Monday, June 18, 2007

The Watchmaker Framework for Evolutionary Computation

There is an interesting Evolutionary Computation project which uses Java to implement a general platform-independent software to run Evolutionary Algorithms. See here.

The authors have two nice demos of their software:

1. The Traveling Salesman Problem.

2. Interactive Evolution of Biomorphs.

You can also find some tutorials upon optimization and Evolutionary Computation:

1. Tutorial Part 1 - A Brief Introduction to Evolutionary Algorithms.

2. Tutorial Part 2 - Implementing Evolutionary Algorithms in Java with the Watchmaker Framework.

3. Performance Tuning & Optimisation (incomplete).

Saturday, June 09, 2007

Amir's View On Scholarpedia

There is a nice post from Thesilog upon Scholarpedia.
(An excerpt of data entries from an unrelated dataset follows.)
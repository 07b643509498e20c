use crate::error::Result;
use crate::models::favorite::Favorite;
use crate::AppState;
use axum::{
    extract::{Path, Query, State},
    response::Json,
};
use serde_json::{json, Value};

pub async fn add_favorite_handler(
    State(app_state): State<AppState>,
    Json(favorite): Json<Favorite>,
) -> Result<Json<Value>> {
    app_state
        .favorite_service
        .add(favorite.user_id, favorite.landmark_id)
        .await?;

    Ok(Json(json!({ "message": "Favorite added successfully" })))
}

pub async fn remove_favorite_handler(
    State(app_state): State<AppState>,
    Query(favorite): Query<Favorite>,
) -> Result<Json<Value>> {
    app_state
        .favorite_service
        .remove(favorite.user_id, favorite.landmark_id)
        .await?;

    Ok(Json(json!({ "message": "Favorite removed successfully" })))
}

pub async fn list_favorites_handler(
    State(app_state): State<AppState>,
    Path(user_id): Path<i64>,
) -> Result<Json<Value>> {
    let favorites = app_state.favorite_service.list(user_id).await?;
    Ok(Json(json!({ "favorites": favorites })))
}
See here.

It seems that our blog friend, Amir, is coming back to the blogging life again! :)

Take a minute and read his interesting view about the subject!

Swarm Of Smart Rockets

Martin Pelikan, from MEDAL Blogging, has a nice post upon the evolution of small rockets through evolutionary computation, more specifically, genetic algorithms. See here.

The genetic algorithm seeks to optimize fuel consumption, navigation, and engine features.

Saturday, June 02, 2007

Evolving Lego Structures Through Simulated Evolution

There is an interesting post at Think Artificial upon building Lego structures through evolutionary algorithms. See here.

There are nice structures evolved: bridges, trees, cranes, etc.

The simulator even takes into account some physical parameters, such as joint's configurations and gravitational forces to decide which blocks need to be prunned off or added. It's a nice post!

Ingo Rechenberg and his team at Technical University of Berlin has also applied evolutionary algorithms (a Nested Evolution Strategy) to evolve structures, such as bridges (more bridges here), cantlevers, and lens. For more applications, see Evolution Strategy in Action: 10 ES-Demonstrations. Hans-Paul Schwefel applied an evolution strategy to evolve a two phase flashing nozzle.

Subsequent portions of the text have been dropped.